=== What the task requires ===
Look through the records below, and whenever a line contains "whole", copy it.

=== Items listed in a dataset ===
use proptest::prelude::*;
use serde_json::Value;

use reclaim_types::AppCredentials;
use reclaim_verification::{
    classify, format_result, AttemptStatus, DisplayState, FailureCategory, ReasonCode,
    VerificationController, VerificationFailure,
};

fn json_value() -> impl Strategy<Value = Value> {
    let leaf = prop_oneof![
        Just(Value::Null),
        any::<bool>().prop_map(Value::Bool),
        any::<i64>().prop_map(Value::from),
        "[a-zA-Z0-9 _:-]{0,12}".prop_map(Value::String),
    ];
    leaf.prop_recursive(4, 32, 6, |inner| {
        prop_oneof![
            prop::collection::vec(inner.clone(), 0..6).prop_map(Value::Array),
            prop::collection::btree_map("[a-zA-Z]{1,8}", inner, 0..6)
                .prop_map(|m| Value::Object(m.into_iter().collect())),
        ]
    })
}

proptest! {
    /// Formatting then reparsing yields an equal structure.
    #[test]
    fn formatted_result_round_trips(value in json_value()) {
        let text = format_result(&value);
        let reparsed: Value = serde_json::from_str(&text).unwrap();
        prop_assert_eq!(&reparsed, &value);
        prop_assert_eq!(format_result(&reparsed), text);
    }

    /// Unrecognized reason codes always classify as a plain failure.
    #[test]
    fn unrecognized_reason_is_failed(code in "[a-zA-Z_]{1,20}") {
        let reason: ReasonCode = code.parse().unwrap();
        let classified = classify(&VerificationFailure::Sdk(reason.clone()));
        match reason {
            ReasonCode::Cancelled => prop_assert_eq!(classified.category, FailureCategory::Cancelled),
            ReasonCode::Dismissed => prop_assert_eq!(classified.category, FailureCategory::Dismissed),
            ReasonCode::SessionExpired => prop_assert_eq!(classified.category, FailureCategory::Expired),
            ReasonCode::Failed | ReasonCode::Other(_) => {
                prop_assert_eq!(classified.category, FailureCategory::Failed);
                prop_assert_eq!(classified.output_text(), "Error: Verification failed");
            }
        }
    }

    /// Generic errors surface their description verbatim.
    #[test]
    fn generic_error_message_is_verbatim(message in ".{0,40}") {
        let classified = classify(&VerificationFailure::Generic(message.clone()));
        prop_assert_eq!(classified.category, FailureCategory::Failed);
        prop_assert_eq!(classified.output_text(), format!("Error: {message}"));
    }

    /// Non-blank input is always accepted from idle and marks the attempt busy.
    #[test]
    fn non_blank_submit_goes_in_progress(input in "[ ]{0,3}[a-z0-9]{1,16}[ ]{0,3}") {
        let mut c = VerificationController::new(AppCredentials::new("0xapp", "0xsecret").unwrap());
        c.set_input(input.clone());
        let pending = c.submit();
        prop_assert!(pending.is_some());
        prop_assert_eq!(c.status(), AttemptStatus::InProgress);
        prop_assert!(c.is_busy());
        let pending = pending.unwrap();
        prop_assert_eq!(pending.request.provider_id().as_str(), input.as_str());
    }

    /// Blank input never changes state.
    #[test]
    fn blank_submit_is_noop(input in "[ \t\n]{0,8}") {
        let mut c = VerificationController::new(AppCredentials::new("0xapp", "0xsecret").unwrap());
        c.set_input(input);
        prop_assert!(c.submit().is_none());
        prop_assert_eq!(c.status(), AttemptStatus::Idle);
        prop_assert_eq!(c.display(), &DisplayState::idle());
    }
}
use std::fmt;
use std::str::FromStr;

use thiserror::Error;

/// Failure raised by the external verification operation.
#[derive(Clone, Debug, PartialEq, Eq, Error)]
pub enum VerificationFailure {
    /// A verification-specific failure carrying the provider's reason code.
    #[error("verification failure: {0}")]
    Sdk(ReasonCode),

    /// Any other error that carries a textual description.
    #[error("{0}")]
    Generic(String),

    /// An error with no description available.
    #[error("unknown verification error")]
    Unknown,
}

/// The service task has stopped and no longer accepts commands.
#[derive(Clone, Copy, Debug, PartialEq, Eq, Error)]
#[error("verification service has stopped")]
pub struct ServiceClosed;

/// Reason code carried by a verification-specific failure.
#[derive(Clone, Debug, PartialEq, Eq, Hash)]
pub enum ReasonCode {
    Cancelled,
    Dismissed,
    SessionExpired,
    Failed,
    /// A reason code this client does not know about.
    Other(String),
}

impl ReasonCode {
    pub fn as_str(&self) -> &str {
        match self {
            Self::Cancelled => "cancelled",
            Self::Dismissed => "dismissed",
            Self::SessionExpired => "sessionExpired",
            Self::Failed => "failed",
            Self::Other(code) => code,
        }
    }
}

impl FromStr for ReasonCode {
    type Err = std::convert::Infallible;

    /// Case-insensitive; `session_expired` and `sessionExpired` both match.
    fn from_str(s: &str) -> Result<Self, Self::Err> {
        let normalized: String = s
            .chars()
            .filter(|c| *c != '_' && *c != '-')
            .map(|c| c.to_ascii_lowercase())
            .collect();
        Ok(match normalized.as_str() {
            "cancelled" | "canceled" => Self::Cancelled,
            "dismissed" => Self::Dismissed,
            "sessionexpired" => Self::SessionExpired,
            "failed" => Self::Failed,
            _ => Self::Other(s.to_string()),
        })
    }
}

impl fmt::Display for ReasonCode {
    fn fmt(&self, f: &mut fmt::Formatter<'_>) -> fmt::Result {
        f.write_str(self.as_str())
    }
}

#[cfg(test)]
mod tests {
    use super::*;

    #[test]
    fn parses_known_reason_codes() {
        assert_eq!("Cancelled".parse::<ReasonCode>().unwrap(), ReasonCode::Cancelled);
        assert_eq!("dismissed".parse::<ReasonCode>().unwrap(), ReasonCode::Dismissed);
        assert_eq!(
            "session_expired".parse::<ReasonCode>().unwrap(),
            ReasonCode::SessionExpired
        );
        assert_eq!(
            "SessionExpired".parse::<ReasonCode>().unwrap(),
            ReasonCode::SessionExpired
        );
        assert_eq!("FAILED".parse::<ReasonCode>().unwrap(), ReasonCode::Failed);
    }

    #[test]
    fn unknown_reason_code_is_preserved() {
        assert_eq!(
            "rateLimited".parse::<ReasonCode>().unwrap(),
            ReasonCode::Other("rateLimited".into())
        );
    }

    #[test]
    fn generic_failure_displays_description() {
        let failure = VerificationFailure::Generic("network timeout".into());
        assert_eq!(failure.to_string(), "network timeout");
    }
}
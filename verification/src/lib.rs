//! Verification attempt lifecycle.
//!
//! A single attempt moves `Idle → InProgress → Settled` and back:
//! 1. **Submit**: the controller validates the provider identifier and hands a
//!    request to the external verification operation exactly once.
//! 2. **Settle**: the operation's result is formatted for display, or its
//!    failure is classified into a user-facing category.
//! 3. **Clear**: the visible fields are reset for the next attempt.
//!
//! The external operation is opaque and pluggable via [`VerificationProvider`].
//! [`VerificationService`] drives a controller on a single tokio task.

pub mod classifier;
pub mod controller;
pub mod error;
pub mod formatter;
pub mod provider;
pub mod service;
pub mod state;

pub use classifier::{classify, ClassifiedFailure, FailureCategory};
pub use controller::{AttemptId, PendingAttempt, Settlement, VerificationController};
pub use error::{ReasonCode, ServiceClosed, VerificationFailure};
pub use formatter::format_result;
pub use provider::{VerificationProvider, VerificationResult};
pub use service::{ServiceHandle, VerificationService};
pub use state::{AttemptStatus, DisplayState};
//! Verification attempt controller.
//!
//! Owns the attempt lifecycle and the [`DisplayState`] derived from it. The
//! controller never awaits anything itself: [`VerificationController::submit`]
//! hands back a [`PendingAttempt`] for the caller to run against a provider,
//! and the outcome comes back through [`VerificationController::settle`].

use reclaim_types::{AppCredentials, ProviderId, VerificationRequest};
use tracing::{debug, info, warn};

use crate::classifier::classify;
use crate::formatter::format_result;
use crate::provider::VerificationResult;
use crate::state::{AttemptStatus, DisplayState};

/// Identifies one accepted submit. Monotonically increasing per controller.
#[derive(Clone, Copy, Debug, PartialEq, Eq, Hash, PartialOrd, Ord)]
pub struct AttemptId(u64);

impl AttemptId {
    pub fn as_u64(&self) -> u64 {
        self.0
    }
}

/// An accepted submit awaiting its external call.
#[derive(Debug)]
pub struct PendingAttempt {
    pub id: AttemptId,
    pub request: VerificationRequest,
}

/// What [`VerificationController::settle`] did with an outcome.
#[derive(Clone, Copy, Debug, PartialEq, Eq)]
pub enum Settlement {
    /// The outcome now drives the display.
    Recorded,
    /// The attempt was cleared while in flight; the outcome was dropped.
    Abandoned,
    /// The outcome does not belong to the outstanding attempt.
    Stale,
}

/// Serializes verification attempts and derives what the user sees.
pub struct VerificationController {
    credentials: AppCredentials,
    /// Provider identifier as typed so far.
    input: String,
    status: AttemptStatus,
    display: DisplayState,
    /// The attempt whose settlement is awaited, if any.
    outstanding: Option<AttemptId>,
    /// Set by `clear` while in flight: the outstanding settlement is dropped.
    abandoned: bool,
    last_id: u64,
}

impl VerificationController {
    pub fn new(credentials: AppCredentials) -> Self {
        Self {
            credentials,
            input: String::new(),
            status: AttemptStatus::Idle,
            display: DisplayState::idle(),
            outstanding: None,
            abandoned: false,
            last_id: 0,
        }
    }

    pub fn input(&self) -> &str {
        &self.input
    }

    /// Replace the provider identifier text (user keystrokes).
    pub fn set_input(&mut self, text: impl Into<String>) {
        self.input = text.into();
    }

    pub fn status(&self) -> AttemptStatus {
        self.status
    }

    pub fn display(&self) -> &DisplayState {
        &self.display
    }

    pub fn is_busy(&self) -> bool {
        self.display.busy
    }

    /// Accept the current input as a new attempt.
    ///
    /// Returns `None` without touching any state when the input is blank or an
    /// attempt is already outstanding. On acceptance the previous result is
    /// cleared, `busy` is set, and the caller must run the returned request
    /// exactly once and report back via [`settle`](Self::settle).
    pub fn submit(&mut self) -> Option<PendingAttempt> {
        if self.outstanding.is_some() {
            debug!("submit ignored: an attempt is already in progress");
            return None;
        }
        let provider_id = match ProviderId::parse(self.input.as_str()) {
            Ok(id) => id,
            Err(_) => {
                debug!("submit ignored: provider id is blank");
                return None;
            }
        };

        self.last_id += 1;
        let id = AttemptId(self.last_id);
        self.outstanding = Some(id);
        self.abandoned = false;
        self.transition(AttemptStatus::InProgress, DisplayState::in_progress());

        info!(attempt = id.0, provider_id = %provider_id, "verification submitted");
        Some(PendingAttempt {
            id,
            request: VerificationRequest::new(&self.credentials, provider_id),
        })
    }

    /// Record the settlement of an attempt previously returned by `submit`.
    pub fn settle(&mut self, id: AttemptId, outcome: VerificationResult) -> Settlement {
        if self.outstanding != Some(id) {
            debug!(attempt = id.0, "dropping settlement for unknown attempt");
            return Settlement::Stale;
        }
        self.outstanding = None;

        if std::mem::take(&mut self.abandoned) {
            debug!(attempt = id.0, "dropping settlement for cleared attempt");
            self.transition(AttemptStatus::Idle, DisplayState::idle());
            return Settlement::Abandoned;
        }

        match outcome {
            Ok(value) => {
                let output = format_result(&value);
                debug!(attempt = id.0, result = %output, "verification result");
                info!(attempt = id.0, "verification successful");
                self.transition(AttemptStatus::Succeeded, DisplayState::succeeded(output));
            }
            Err(failure) => {
                let classified = classify(&failure);
                warn!(
                    attempt = id.0,
                    category = ?classified.category,
                    error = %failure,
                    "verification did not succeed"
                );
                self.transition(classified.category.into(), DisplayState::failed(&classified));
            }
        }
        Settlement::Recorded
    }

    /// Reset the input and the visible result.
    ///
    /// While an attempt is outstanding the visible fields reset immediately but
    /// `busy` stays set until the call settles; that settlement is then dropped.
    pub fn clear(&mut self) {
        self.input.clear();
        if self.outstanding.is_some() {
            debug!("clear while in progress: pending settlement will be dropped");
            self.abandoned = true;
            self.display = DisplayState::in_progress();
            return;
        }
        self.transition(AttemptStatus::Idle, DisplayState::idle());
    }

    fn transition(&mut self, status: AttemptStatus, display: DisplayState) {
        if self.status != status {
            debug!(from = ?self.status, to = ?status, "attempt status changed");
        }
        self.status = status;
        self.display = display;
    }
}
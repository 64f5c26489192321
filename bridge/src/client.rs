//! HTTP-backed verification provider.

use std::time::Duration;

use reclaim_types::VerificationRequest;
use reclaim_verification::{
    ReasonCode, VerificationFailure, VerificationProvider, VerificationResult,
};
use serde_json::Value;

use crate::error::BridgeError;

/// Default timeout for a whole verification round trip. The user completes
/// the flow inside the host while the request is open.
pub const DEFAULT_TIMEOUT: Duration = Duration::from_secs(300);

/// Default connection timeout.
const DEFAULT_CONNECT_TIMEOUT: Duration = Duration::from_secs(5);

/// Provider that forwards each verification to an SDK host over HTTP.
pub struct HttpProvider {
    /// HTTP client (reusable connection pool).
    http: reqwest::Client,
    endpoint: String,
}

impl HttpProvider {
    /// Create a provider targeting the host at `bridge_url`
    /// (e.g. `http://127.0.0.1:8765`).
    pub fn new(bridge_url: &str, timeout: Duration) -> Result<Self, BridgeError> {
        let base = bridge_url.trim_end_matches('/');
        if !(base.starts_with("http://") || base.starts_with("https://")) {
            return Err(BridgeError::InvalidUrl(bridge_url.to_string()));
        }
        let http = reqwest::Client::builder()
            .timeout(timeout)
            .connect_timeout(DEFAULT_CONNECT_TIMEOUT)
            .build()
            .map_err(|e| BridgeError::Client(e.to_string()))?;
        Ok(Self {
            http,
            endpoint: format!("{base}/verifications"),
        })
    }

    /// The URL verification requests are posted to.
    pub fn endpoint(&self) -> &str {
        &self.endpoint
    }
}

impl VerificationProvider for HttpProvider {
    fn name(&self) -> &str {
        "http-bridge"
    }

    async fn start_verification(&self, request: VerificationRequest) -> VerificationResult {
        tracing::debug!(
            endpoint = %self.endpoint,
            provider_id = %request.provider_id(),
            "posting verification"
        );

        let response = self
            .http
            .post(&self.endpoint)
            .json(&request)
            .send()
            .await
            .map_err(transport_failure)?;

        let status = response.status().as_u16();
        let body = response.text().await.map_err(transport_failure)?;
        interpret_response(status, &body)
    }
}

fn transport_failure(e: reqwest::Error) -> VerificationFailure {
    if e.is_timeout() {
        VerificationFailure::Generic("network timeout".to_string())
    } else if e.is_connect() {
        VerificationFailure::Generic(format!("connection failed: {e}"))
    } else {
        VerificationFailure::Generic(e.to_string())
    }
}

/// Map a host response to a verification outcome.
///
/// - 2xx: the `result` field if present, else the whole JSON body.
/// - `{"error": {"type": ...}}`: an SDK failure with that reason code.
/// - `{"error": "..."}` or `{"error": {"message": ...}}`: a generic failure.
/// - `{"error": {}}`: an unknown failure.
/// - Anything else on a non-2xx status: a generic failure naming the status.
pub fn interpret_response(status: u16, body: &str) -> VerificationResult {
    let success = (200..300).contains(&status);
    let json: Option<Value> = serde_json::from_str(body).ok();

    if let Some(error) = json.as_ref().and_then(|j| j.get("error")) {
        if !error.is_null() {
            return Err(failure_from_envelope(error));
        }
    }

    match json {
        Some(mut json) if success => Ok(match json.get_mut("result").map(Value::take) {
            Some(result) => result,
            None => json,
        }),
        None if success => Err(VerificationFailure::Generic(
            "bridge returned a non-JSON response".to_string(),
        )),
        _ => Err(VerificationFailure::Generic(format!("bridge returned HTTP {status}"))),
    }
}

fn failure_from_envelope(error: &Value) -> VerificationFailure {
    if let Some(message) = error.as_str() {
        return VerificationFailure::Generic(message.to_string());
    }
    if let Some(reason) = error.get("type").and_then(Value::as_str) {
        let reason: ReasonCode = reason.parse().unwrap_or(ReasonCode::Failed);
        return VerificationFailure::Sdk(reason);
    }
    match error.get("message").and_then(Value::as_str) {
        Some(message) => VerificationFailure::Generic(message.to_string()),
        None => VerificationFailure::Unknown,
    }
}
//! The external verification operation.
//!
//! How identity or data is actually proven lives entirely behind this trait.
//! Implementations might include:
//! - An HTTP bridge to a native in-app SDK host
//! - A scripted provider for deterministic tests

use std::future::Future;

use reclaim_types::VerificationRequest;
use serde_json::Value;

use crate::error::VerificationFailure;

/// Settlement of one verification operation.
pub type VerificationResult = Result<Value, VerificationFailure>;

/// A pluggable verification operation.
pub trait VerificationProvider: Send + Sync {
    /// Human-readable name of this provider.
    fn name(&self) -> &str;

    /// Run one verification to completion.
    ///
    /// Settles with an arbitrary JSON result payload or a [`VerificationFailure`].
    /// Called at most once per accepted submit; implementations must not retry.
    fn start_verification(
        &self,
        request: VerificationRequest,
    ) -> impl Future<Output = VerificationResult> + Send;
}
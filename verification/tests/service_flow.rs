//! End-to-end attempts through the service task with a scripted provider:
//! submit → external call → settlement → published display state.

use std::sync::Arc;

use reclaim_nullables::NullProvider;
use reclaim_types::AppCredentials;
use reclaim_verification::{
    DisplayState, ReasonCode, ServiceHandle, VerificationController, VerificationFailure,
    VerificationService,
};
use serde_json::json;

// ---------------------------------------------------------------------------
// Helpers
// ---------------------------------------------------------------------------

fn start(provider: Arc<NullProvider>) -> ServiceHandle {
    let creds = AppCredentials::new("0xapp", "0xsecret").expect("credentials");
    let (handle, _task) = VerificationService::spawn(VerificationController::new(creds), provider);
    handle
}

async fn run_attempt(handle: &ServiceHandle, provider_id: &str) -> DisplayState {
    handle.set_input(provider_id).await.unwrap();
    assert!(handle.submit().await.unwrap(), "submit should be accepted");
    handle.wait_settled().await.unwrap()
}

// ---------------------------------------------------------------------------
// Scenarios
// ---------------------------------------------------------------------------

#[tokio::test]
async fn success_shows_formatted_result() {
    let provider = Arc::new(NullProvider::succeeding(json!({ "sessionId": "s1" })));
    let handle = start(Arc::clone(&provider));

    let display = run_attempt(&handle, "abc123").await;
    assert_eq!(display.status_text, "✅ Verification successful");
    assert_eq!(display.output_text, "{\n  \"sessionId\": \"s1\"\n}");
    assert!(!display.busy);

    let requests = provider.requests();
    assert_eq!(requests.len(), 1);
    assert_eq!(requests[0].provider_id().as_str(), "abc123");
    assert_eq!(requests[0].app_id(), "0xapp");
    assert_eq!(requests[0].secret(), "0xsecret");
}

#[tokio::test]
async fn cancelled_flow() {
    let provider = Arc::new(NullProvider::failing(VerificationFailure::Sdk(
        ReasonCode::Cancelled,
    )));
    let handle = start(provider);

    let display = run_attempt(&handle, "abc123").await;
    assert_eq!(display.status_text, "❌ Verification cancelled");
    assert_eq!(display.output_text, "Error: Verification cancelled");
}

#[tokio::test]
async fn whitespace_input_makes_no_call() {
    let provider = Arc::new(NullProvider::succeeding(json!({})));
    let handle = start(Arc::clone(&provider));

    handle.set_input("   ").await.unwrap();
    assert!(!handle.submit().await.unwrap());
    assert_eq!(handle.display(), DisplayState::idle());
    assert_eq!(provider.call_count(), 0);
}

#[tokio::test]
async fn generic_error_shows_message() {
    let provider = Arc::new(NullProvider::failing(VerificationFailure::Generic(
        "network timeout".into(),
    )));
    let handle = start(provider);

    let display = run_attempt(&handle, "abc123").await;
    assert_eq!(display.status_text, "❌ Verification failed");
    assert_eq!(display.output_text, "Error: network timeout");
}

#[tokio::test]
async fn unknown_error_shows_fallback_message() {
    let provider = Arc::new(NullProvider::failing(VerificationFailure::Unknown));
    let handle = start(provider);

    let display = run_attempt(&handle, "abc123").await;
    assert_eq!(display.status_text, "❌ Verification failed");
    assert_eq!(
        display.output_text,
        "Error: An unknown verification error occurred"
    );
}

// ---------------------------------------------------------------------------
// Lifecycle
// ---------------------------------------------------------------------------

#[tokio::test]
async fn busy_before_settlement_and_single_call() {
    let (provider, gate) = NullProvider::gated(vec![Ok(json!({ "sessionId": "s1" }))]);
    let provider = Arc::new(provider);
    let handle = start(Arc::clone(&provider));

    handle.set_input("abc123").await.unwrap();
    assert!(handle.submit().await.unwrap());
    assert_eq!(handle.display(), DisplayState::in_progress());

    // A second submit while in flight is rejected.
    assert!(!handle.submit().await.unwrap());

    gate.release();
    let display = handle.wait_settled().await.unwrap();
    assert_eq!(display.status_text, "✅ Verification successful");
    assert_eq!(provider.call_count(), 1);
}

#[tokio::test]
async fn clear_resets_after_settlement() {
    let provider = Arc::new(NullProvider::failing(VerificationFailure::Sdk(
        ReasonCode::Failed,
    )));
    let handle = start(provider);

    run_attempt(&handle, "abc123").await;
    handle.clear().await.unwrap();
    assert_eq!(handle.display(), DisplayState::idle());

    // Input was cleared too: submitting now is a no-op.
    assert!(!handle.submit().await.unwrap());
}

#[tokio::test]
async fn clear_in_flight_discards_late_settlement() {
    let (provider, gate) = NullProvider::gated(vec![Ok(json!({ "sessionId": "s1" }))]);
    let provider = Arc::new(provider);
    let handle = start(Arc::clone(&provider));

    handle.set_input("abc123").await.unwrap();
    assert!(handle.submit().await.unwrap());
    handle.clear().await.unwrap();
    assert!(handle.display().busy);

    gate.release();
    let display = handle.wait_settled().await.unwrap();
    assert_eq!(display, DisplayState::idle());
    assert_eq!(provider.call_count(), 1);
}

#[tokio::test]
async fn resubmit_after_failure_issues_new_call() {
    let provider = Arc::new(NullProvider::new(vec![
        Err(VerificationFailure::Sdk(ReasonCode::SessionExpired)),
        Ok(json!({ "sessionId": "s2" })),
    ]));
    let handle = start(Arc::clone(&provider));

    let first = run_attempt(&handle, "abc123").await;
    assert_eq!(first.status_text, "❌ Verification session expired");

    assert!(handle.submit().await.unwrap());
    let second = handle.wait_settled().await.unwrap();
    assert_eq!(second.status_text, "✅ Verification successful");
    assert_eq!(provider.call_count(), 2);
}

#[tokio::test]
async fn service_stops_when_handles_dropped() {
    let creds = AppCredentials::new("0xapp", "0xsecret").unwrap();
    let provider = Arc::new(NullProvider::succeeding(json!({})));
    let (handle, task) = VerificationService::spawn(VerificationController::new(creds), provider);
    drop(handle);
    task.await.expect("service task exits cleanly");
}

=== Your response ===
/// Default timeout for a whole verification round trip. The user completes
/// - 2xx: the `result` field if present, else the whole JSON body.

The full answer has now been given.